*Problem description*.
Search the entries below. Return every line that has "Option" in it.

*Provided records*.
● ● ● ●

//! Readiness via a bare TCP connect, for any dependency that exposes nothing
//! richer than a listening socket.

use std::time::Duration;

use async_trait::async_trait;
use ignition_core::{CancellationToken, Signal};
use tokio::net::TcpStream;

pub struct TcpConnectSignal {
    name: String,
    host: String,
    port: u16,
    stage: u32,
    timeout: Option<Duration>,
}

impl TcpConnectSignal {
    pub fn new(name: impl Into<String>, host: impl Into<String>, port: u16) -> Self {
        Self {
            name: name.into(),
            host: host.into(),
            port,
            stage: 0,
            timeout: None,
        }
    }

    pub fn with_stage(mut self, stage: u32) -> Self {
        self.stage = stage;
        self
    }

    pub fn with_timeout(mut self, timeout: Duration) -> Self {
        self.timeout = Some(timeout);
        self
    }
}

#[async_trait]
impl Signal for TcpConnectSignal {
    fn name(&self) -> &str {
        &self.name
    }

    fn timeout(&self) -> Option<Duration> {
        self.timeout
    }

    fn stage(&self) -> u32 {
        self.stage
    }

    async fn wait(&self, ctx: CancellationToken) -> anyhow::Result<()> {
        let addr = format!("{}:{}", self.host, self.port);
        tokio::select! {
            _ = ctx.cancelled() => anyhow::bail!("cancelled before connecting to {addr}"),
            result = TcpStream::connect(&addr) => {
                result.map_err(|e| anyhow::anyhow!("tcp connect to {addr} failed: {e}"))?;
                Ok(())
            }
        }
    }
}

#[cfg(test)]
mod tests {
    use super::*;
    use tokio::net::TcpListener;

    #[tokio::test]
    async fn succeeds_against_a_listening_socket() {
        let listener = TcpListener::bind("127.0.0.1:0").await.unwrap();
        let addr = listener.local_addr().unwrap();
        tokio::spawn(async move {
            loop {
                if listener.accept().await.is_err() {
                    break;
                }
            }
        });

        let signal = TcpConnectSignal::new("db", addr.ip().to_string(), addr.port());
        signal.wait(CancellationToken::new()).await.unwrap();
    }

    #[tokio::test]
    async fn fails_against_a_closed_port() {
        let listener = TcpListener::bind("127.0.0.1:0").await.unwrap();
        let addr = listener.local_addr().unwrap();
        drop(listener); // nothing listens on `addr` anymore

        let signal = TcpConnectSignal::new("db", addr.ip().to_string(), addr.port());
        let err = signal.wait(CancellationToken::new()).await.unwrap_err();
        assert!(err.to_string().contains("tcp connect"));
    }
}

● ● ● ●

*Response to the exercise*.
    timeout: Option<Duration>,
    fn timeout(&self) -> Option<Duration> {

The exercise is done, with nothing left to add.